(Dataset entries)
+++

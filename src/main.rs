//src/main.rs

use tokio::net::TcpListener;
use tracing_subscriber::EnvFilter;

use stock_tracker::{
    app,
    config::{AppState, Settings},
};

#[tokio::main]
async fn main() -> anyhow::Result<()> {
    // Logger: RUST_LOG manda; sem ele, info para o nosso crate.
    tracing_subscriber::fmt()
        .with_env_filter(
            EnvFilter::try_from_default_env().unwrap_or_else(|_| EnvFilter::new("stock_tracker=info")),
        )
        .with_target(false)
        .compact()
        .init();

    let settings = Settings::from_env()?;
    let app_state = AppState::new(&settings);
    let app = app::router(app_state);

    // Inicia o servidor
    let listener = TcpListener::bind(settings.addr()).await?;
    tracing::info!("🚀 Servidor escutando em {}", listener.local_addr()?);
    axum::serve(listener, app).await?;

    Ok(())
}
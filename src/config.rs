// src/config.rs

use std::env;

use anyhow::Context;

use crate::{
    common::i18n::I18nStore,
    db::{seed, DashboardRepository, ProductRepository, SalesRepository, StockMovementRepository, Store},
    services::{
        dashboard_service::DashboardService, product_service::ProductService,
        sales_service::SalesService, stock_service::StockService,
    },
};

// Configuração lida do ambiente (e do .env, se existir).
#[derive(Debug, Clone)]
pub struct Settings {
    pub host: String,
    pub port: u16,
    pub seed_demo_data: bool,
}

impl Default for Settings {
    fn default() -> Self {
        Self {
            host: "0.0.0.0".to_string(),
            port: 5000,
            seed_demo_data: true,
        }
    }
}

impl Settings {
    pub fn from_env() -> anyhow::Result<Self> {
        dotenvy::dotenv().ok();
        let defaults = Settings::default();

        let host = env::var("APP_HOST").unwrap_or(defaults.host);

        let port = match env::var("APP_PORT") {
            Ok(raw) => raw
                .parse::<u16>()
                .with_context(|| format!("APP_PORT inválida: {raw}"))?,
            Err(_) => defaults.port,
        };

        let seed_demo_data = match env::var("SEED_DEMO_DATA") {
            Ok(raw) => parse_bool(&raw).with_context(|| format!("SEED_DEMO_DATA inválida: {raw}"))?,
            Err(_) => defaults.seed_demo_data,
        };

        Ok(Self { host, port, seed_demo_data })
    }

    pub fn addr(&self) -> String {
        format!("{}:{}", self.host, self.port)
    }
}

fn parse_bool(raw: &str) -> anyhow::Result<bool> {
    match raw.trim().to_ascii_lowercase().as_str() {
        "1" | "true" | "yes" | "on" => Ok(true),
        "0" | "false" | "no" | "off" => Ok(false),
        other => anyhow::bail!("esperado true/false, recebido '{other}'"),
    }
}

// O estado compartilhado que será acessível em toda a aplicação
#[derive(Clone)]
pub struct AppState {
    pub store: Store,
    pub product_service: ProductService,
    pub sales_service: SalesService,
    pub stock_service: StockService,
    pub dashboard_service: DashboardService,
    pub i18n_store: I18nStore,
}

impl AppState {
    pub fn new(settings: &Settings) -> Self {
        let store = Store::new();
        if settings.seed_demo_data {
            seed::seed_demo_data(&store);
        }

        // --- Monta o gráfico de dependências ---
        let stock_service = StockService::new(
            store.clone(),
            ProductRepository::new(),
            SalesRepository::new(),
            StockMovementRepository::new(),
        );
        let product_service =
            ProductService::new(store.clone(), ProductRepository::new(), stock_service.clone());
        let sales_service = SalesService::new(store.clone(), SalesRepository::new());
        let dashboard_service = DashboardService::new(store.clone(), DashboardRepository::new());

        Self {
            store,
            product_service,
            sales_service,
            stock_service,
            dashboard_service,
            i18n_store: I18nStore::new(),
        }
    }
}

+++

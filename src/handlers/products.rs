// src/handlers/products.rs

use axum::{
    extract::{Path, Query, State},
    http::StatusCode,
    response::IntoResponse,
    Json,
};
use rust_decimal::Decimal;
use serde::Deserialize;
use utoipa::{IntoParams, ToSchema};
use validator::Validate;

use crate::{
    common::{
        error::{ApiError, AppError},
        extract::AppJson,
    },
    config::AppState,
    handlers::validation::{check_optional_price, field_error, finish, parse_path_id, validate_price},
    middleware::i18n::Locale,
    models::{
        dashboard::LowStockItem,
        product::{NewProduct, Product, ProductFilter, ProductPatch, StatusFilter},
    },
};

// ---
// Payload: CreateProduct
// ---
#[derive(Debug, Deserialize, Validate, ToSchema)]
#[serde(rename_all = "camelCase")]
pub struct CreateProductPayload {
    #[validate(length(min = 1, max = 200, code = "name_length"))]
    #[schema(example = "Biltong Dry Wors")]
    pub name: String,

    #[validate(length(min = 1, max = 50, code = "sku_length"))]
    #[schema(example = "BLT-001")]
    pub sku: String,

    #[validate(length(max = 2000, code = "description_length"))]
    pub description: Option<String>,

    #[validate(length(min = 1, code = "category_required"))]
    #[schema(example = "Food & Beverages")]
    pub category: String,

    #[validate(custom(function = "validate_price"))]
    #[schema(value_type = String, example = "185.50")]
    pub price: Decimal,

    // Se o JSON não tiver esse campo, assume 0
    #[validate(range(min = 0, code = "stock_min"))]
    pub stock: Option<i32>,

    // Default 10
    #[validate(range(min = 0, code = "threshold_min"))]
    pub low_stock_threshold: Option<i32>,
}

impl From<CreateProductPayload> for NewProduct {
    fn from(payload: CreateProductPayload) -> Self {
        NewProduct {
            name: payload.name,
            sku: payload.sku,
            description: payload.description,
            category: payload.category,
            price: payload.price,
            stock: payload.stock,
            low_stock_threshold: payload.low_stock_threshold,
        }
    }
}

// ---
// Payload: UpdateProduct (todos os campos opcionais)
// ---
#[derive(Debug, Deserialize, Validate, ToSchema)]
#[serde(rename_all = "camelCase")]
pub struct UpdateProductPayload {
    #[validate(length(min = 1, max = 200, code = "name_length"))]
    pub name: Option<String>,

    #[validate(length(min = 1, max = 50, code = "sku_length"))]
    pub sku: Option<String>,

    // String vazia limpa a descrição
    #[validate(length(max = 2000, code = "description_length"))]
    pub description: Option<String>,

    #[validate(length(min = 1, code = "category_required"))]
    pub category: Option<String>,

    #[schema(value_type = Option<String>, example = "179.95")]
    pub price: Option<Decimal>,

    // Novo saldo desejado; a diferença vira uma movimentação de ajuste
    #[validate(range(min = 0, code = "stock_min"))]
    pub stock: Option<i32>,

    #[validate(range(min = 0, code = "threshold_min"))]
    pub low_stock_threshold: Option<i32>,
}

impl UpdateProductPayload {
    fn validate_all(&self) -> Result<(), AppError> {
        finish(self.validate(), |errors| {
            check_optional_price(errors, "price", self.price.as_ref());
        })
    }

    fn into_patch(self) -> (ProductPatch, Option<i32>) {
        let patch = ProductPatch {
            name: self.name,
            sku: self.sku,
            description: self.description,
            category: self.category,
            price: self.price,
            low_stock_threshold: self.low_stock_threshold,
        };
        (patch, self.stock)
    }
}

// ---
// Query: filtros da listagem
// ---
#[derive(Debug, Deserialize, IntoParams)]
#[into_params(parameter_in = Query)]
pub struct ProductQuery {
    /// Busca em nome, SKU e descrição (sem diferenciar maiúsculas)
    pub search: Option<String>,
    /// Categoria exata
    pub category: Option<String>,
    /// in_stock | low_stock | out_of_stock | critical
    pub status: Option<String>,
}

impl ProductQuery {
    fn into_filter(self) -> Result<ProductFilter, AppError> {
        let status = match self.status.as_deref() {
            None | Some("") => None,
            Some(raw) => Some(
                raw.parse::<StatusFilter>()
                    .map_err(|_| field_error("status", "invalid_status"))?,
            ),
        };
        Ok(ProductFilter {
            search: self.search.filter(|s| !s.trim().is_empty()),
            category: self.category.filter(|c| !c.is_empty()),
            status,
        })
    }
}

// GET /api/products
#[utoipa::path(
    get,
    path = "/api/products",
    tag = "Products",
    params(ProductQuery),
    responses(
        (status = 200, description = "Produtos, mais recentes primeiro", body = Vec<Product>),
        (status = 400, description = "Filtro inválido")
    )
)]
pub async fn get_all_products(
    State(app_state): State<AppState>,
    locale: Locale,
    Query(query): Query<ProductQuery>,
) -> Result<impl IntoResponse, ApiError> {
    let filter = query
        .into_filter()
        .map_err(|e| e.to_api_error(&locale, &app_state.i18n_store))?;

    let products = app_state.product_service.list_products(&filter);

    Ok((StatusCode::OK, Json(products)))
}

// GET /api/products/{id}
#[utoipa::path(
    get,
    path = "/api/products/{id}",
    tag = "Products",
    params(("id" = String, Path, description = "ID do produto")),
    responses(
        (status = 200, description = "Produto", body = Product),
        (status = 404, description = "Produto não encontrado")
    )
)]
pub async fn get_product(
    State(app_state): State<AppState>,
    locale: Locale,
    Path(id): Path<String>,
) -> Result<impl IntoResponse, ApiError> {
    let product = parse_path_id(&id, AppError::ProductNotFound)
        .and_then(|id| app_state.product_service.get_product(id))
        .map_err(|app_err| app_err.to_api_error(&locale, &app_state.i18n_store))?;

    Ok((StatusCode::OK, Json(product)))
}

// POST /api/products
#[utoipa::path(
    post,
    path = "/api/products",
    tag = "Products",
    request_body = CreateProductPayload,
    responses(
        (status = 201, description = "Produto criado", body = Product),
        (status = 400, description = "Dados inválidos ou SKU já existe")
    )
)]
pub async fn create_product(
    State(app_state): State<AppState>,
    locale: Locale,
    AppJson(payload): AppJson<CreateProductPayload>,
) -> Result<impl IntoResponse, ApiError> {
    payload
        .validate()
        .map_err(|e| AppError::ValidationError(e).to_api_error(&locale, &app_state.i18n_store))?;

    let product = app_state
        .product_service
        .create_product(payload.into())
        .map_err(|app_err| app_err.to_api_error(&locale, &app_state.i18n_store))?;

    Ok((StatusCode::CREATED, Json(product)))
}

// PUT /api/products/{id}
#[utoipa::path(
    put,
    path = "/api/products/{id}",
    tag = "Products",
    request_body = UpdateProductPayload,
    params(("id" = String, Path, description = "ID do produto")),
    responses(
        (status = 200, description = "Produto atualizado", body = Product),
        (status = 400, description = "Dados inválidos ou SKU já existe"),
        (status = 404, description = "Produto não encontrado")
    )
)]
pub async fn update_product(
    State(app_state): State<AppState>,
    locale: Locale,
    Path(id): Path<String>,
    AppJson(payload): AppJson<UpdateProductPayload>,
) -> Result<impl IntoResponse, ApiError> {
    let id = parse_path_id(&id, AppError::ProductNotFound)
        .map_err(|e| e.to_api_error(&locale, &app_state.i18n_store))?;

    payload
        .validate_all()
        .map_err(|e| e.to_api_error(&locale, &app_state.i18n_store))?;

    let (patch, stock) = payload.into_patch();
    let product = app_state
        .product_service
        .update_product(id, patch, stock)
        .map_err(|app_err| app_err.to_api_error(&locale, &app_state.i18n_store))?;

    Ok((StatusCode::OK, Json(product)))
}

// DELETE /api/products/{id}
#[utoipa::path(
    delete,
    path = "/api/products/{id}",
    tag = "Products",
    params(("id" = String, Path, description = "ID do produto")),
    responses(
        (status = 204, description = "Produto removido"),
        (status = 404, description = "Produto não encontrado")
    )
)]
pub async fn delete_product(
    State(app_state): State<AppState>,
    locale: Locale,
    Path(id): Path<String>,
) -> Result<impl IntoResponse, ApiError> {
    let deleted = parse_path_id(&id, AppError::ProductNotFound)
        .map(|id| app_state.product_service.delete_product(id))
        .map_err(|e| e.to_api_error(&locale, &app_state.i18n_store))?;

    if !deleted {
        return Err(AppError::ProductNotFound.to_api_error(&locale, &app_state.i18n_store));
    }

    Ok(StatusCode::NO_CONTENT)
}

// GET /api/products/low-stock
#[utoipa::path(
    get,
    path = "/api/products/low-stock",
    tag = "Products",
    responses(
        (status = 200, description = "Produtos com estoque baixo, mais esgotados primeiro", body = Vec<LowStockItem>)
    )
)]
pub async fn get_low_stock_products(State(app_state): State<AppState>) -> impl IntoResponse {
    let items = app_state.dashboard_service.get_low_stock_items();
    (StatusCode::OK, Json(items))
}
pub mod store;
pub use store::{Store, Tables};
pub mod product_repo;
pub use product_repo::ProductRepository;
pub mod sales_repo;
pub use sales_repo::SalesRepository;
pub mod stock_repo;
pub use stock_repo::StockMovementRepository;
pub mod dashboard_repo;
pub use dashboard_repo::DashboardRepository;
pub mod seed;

+++

DIRECTIONS FOR THIS TASK
Would you copy every line of the entries that includes the word "ProductNotFound"?

REPLY
    let product = parse_path_id(&id, AppError::ProductNotFound)
    let id = parse_path_id(&id, AppError::ProductNotFound)
    let deleted = parse_path_id(&id, AppError::ProductNotFound)
        return Err(AppError::ProductNotFound.to_api_error(&locale, &app_state.i18n_store));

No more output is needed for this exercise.